Complicidades de la Fiscalía

30 octubre 2016 | 13:50 hrs |

Tomás Mundo

Decía Ciorán, que: “ A veces quisiera ser uno caníbal, no por el placer de comerse a fulano o mengano, si no por el placer de vomitarlo”.
Esto pasa cada vez que uno se entera del desastre y el cinismo con que se condujo el gobierno de Duarte y toda su pandilla de ladronzuelos.
El cinismo con que desviaron miles de millones de pesos; la gavilla de funcionarios que integraron, lo que algunos atinadamente lo llaman: El cártel del gobierno de Duarte.
No se salva ni uno.
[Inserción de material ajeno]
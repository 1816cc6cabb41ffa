pub mod capability;
pub mod jsonrpc;
pub mod message;
pub mod payload;
pub mod plugin_runtime;

pub use capability::{Backend, Capability, CommandHandler, CommandLog, ExecutionContext, Runnable, ServicePlugin};
pub use message::{CommandOutcome, HostContext, LogLevel};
Incluidos algunos diputados de su partido, que coadyuvaron enormemente en darle la fachada de legalidad a todas esas tropelías, coadyuvancia que no fue gratis por supuesto.
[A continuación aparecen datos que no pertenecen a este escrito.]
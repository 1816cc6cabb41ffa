//! Result & Log Fan-out.
//!
//! Each job gets a [`JobLogger`] that tees every line to `tracing`, the
//! bounded [`LogStore`] and the registered log publishers. Finished jobs are
//! handed to the result publishers. Publisher failures are logged and
//! dropped; they never fail a job.

mod job_logger;
mod log_store;

use std::sync::Arc;

use async_trait::async_trait;
use dashmap::DashMap;
use tracing::warn;

pub use job_logger::JobLogger;
pub use log_store::LogStore;

use crate::error::TransportDeliveryError;
use crate::job::JobStatusRecord;

#[async_trait]
pub trait LogPublisher: Send + Sync {
    fn name(&self) -> &str;

    async fn publish_log(
        &self,
        callback_id: Option<&str>,
        job_id: &str,
        line: &str,
    ) -> Result<(), TransportDeliveryError>;
}

#[async_trait]
pub trait ResultPublisher: Send + Sync {
    fn name(&self) -> &str;

    async fn publish_result(
        &self,
        callback_id: Option<&str>,
        result: &JobStatusRecord,
    ) -> Result<(), TransportDeliveryError>;
}

/// job id -> callback id. Set when a job leaves the queue, removed once its
/// result has been published.
#[derive(Default)]
pub struct CallbackRegistry {
    callbacks: DashMap<String, String>,
}

impl CallbackRegistry {
    pub fn set(&self, job_id: &str, callback_id: &str) {
        self.callbacks.insert(job_id.to_string(), callback_id.to_string());
    }

    pub fn get(&self, job_id: &str) -> Option<String> {
        self.callbacks.get(job_id).map(|c| c.clone())
    }

    pub fn remove(&self, job_id: &str) {
        self.callbacks.remove(job_id);
    }
}

pub struct Fanout {
    store: Arc<LogStore>,
    callbacks: Arc<CallbackRegistry>,
    log_publishers: Arc<Vec<Arc<dyn LogPublisher>>>,
    result_publishers: Vec<Arc<dyn ResultPublisher>>,
}

impl Fanout {
    pub fn new(store: Arc<LogStore>) -> Self {
        Self {
            store,
            callbacks: Arc::new(CallbackRegistry::default()),
            log_publishers: Arc::new(Vec::new()),
            result_publishers: Vec::new(),
        }
    }

    pub fn with_log_publisher(mut self, publisher: Arc<dyn LogPublisher>) -> Self {
        Arc::make_mut(&mut self.log_publishers).push(publisher);
        self
    }

    pub fn with_result_publisher(mut self, publisher: Arc<dyn ResultPublisher>) -> Self {
        self.result_publishers.push(publisher);
        self
    }

    pub fn store(&self) -> &Arc<LogStore> {
        &self.store
    }

    pub fn callbacks(&self) -> &Arc<CallbackRegistry> {
        &self.callbacks
    }

    pub fn job_logger(&self, job_id: &str) -> JobLogger {
        JobLogger::new(
            job_id,
            Arc::clone(&self.store),
            Arc::clone(&self.callbacks),
            Arc::clone(&self.log_publishers),
        )
    }

    /// Drops the callback of a job that will not run again.
    pub fn forget(&self, job_id: &str) {
        self.callbacks.remove(job_id);
    }

    pub async fn publish_result(&self, result: &JobStatusRecord) {
        let callback = self.callbacks.get(&result.id);
        for publisher in &self.result_publishers {
            if let Err(e) = publisher.publish_result(callback.as_deref(), result).await {
                warn!(job_id = %result.id, publisher = publisher.name(), "result not delivered: {e}");
            }
        }
    }
}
Ni democracia ni Estado de Derecho existieron en ese sexenio que está a punto de llegar a su fin.
Y cuando podíamos pensar que ante tal saqueo a las finanzas públicas por todos los servidores públicos, incluida la familia imperial Tubilla Macías, el estado derecho en Veracruz emergería, cuando menos por cuanto hace a la función de la fiscalía del Estado, para darnos a los veracruzanos muestra de que realmente era un ente autónomo, no dependiente del gobernador Duarte –jamás creímos que fuera autónomo-; se confirma lo que todos sospechábamos, que es un ente más dependiente y cómplice de tal saqueo.
Me explico: Solo actuó la Fiscalía del estado hasta que la PGR libró las correspondientes ordenes de aprehensión por los delitos de Delincuencia Organizada y Operaciones con Recursos de Procedencia Ilícita contra Duarte, su familia Imperial, y algunos colaboradores; algunos diputados federales, son investigados también, pero por el fuero de que gozan, no los pueden aprehender; antes mantuvo las carpetas inmóviles.
Volviendo al actuar de la Fiscalía, ejerce acción penal contra dos ex servidores públicos, pero, aquí está la complicidad: solo ejerce acción penal por los delitos de Abuso de Autoridad y Tráfico de Influencias. Y solo a dos ex secretarios personas por separados.
Cuando existen elementos suficientes para haber integrado la carpeta por los delitos de Operaciones con Recursos de Procedencia Ilícita, y por supuesto que son más de tres los que intervinieron en esos hechos.
Presupuestos que buscó a toda costa para que no cayeran en la hipótesis que exige la Ley Federal Contra la Delincuencia Organizada: tres o más sujetos; y el delito de Operaciones con Recursos de Procedencia Ilícita, aquí está la ayuda que les está dando la fiscalía del Estado a estos pillos.
Si ellos promueven amparos en contra de las órdenes de aprehensión, seguramente en poco más de un año, librarían la cárcel. Y se quedarán con el dinero.
Este trabajo de la Fiscalía es una copia burda del trabajo que realizó la fiscalía de Nuevo León contra el ex Gobernador Rodrigo Medina; donde el fiscal que realizó la investigación carece de toda expertiz, por supuesto que no es coincidencia, y gracias a todo esto, el ex gobernador de allá está enfrentando el proceso en libertad, y con dinero del pueblo en sus cuentas. Estas fallas reconocidas por el propio Fiscal Anticorrupción de ese lugar.
Hasta ahora no hemos sabido que la Fiscalía General del Estado les haya inmovilizado alguna cuenta bancaria o algunas propiedades a los que aquí imputados, pese a que el Código Nacional de Procedimientos Penales así lo prevé. La Fiscalía no lo ha hecho por dos razones: por ignorancia de cómo opera el sistema penal adversarial –hay que ir ante el juez de control y argumentar oralmente tal solicitud; o por complicidad; o por las dos razones.
Todo indica que aquí en Veracruz, el encargado de investigar los delitos pronto habrá de pasar a ser investigado.
Ello derivado de sus propias complicidades.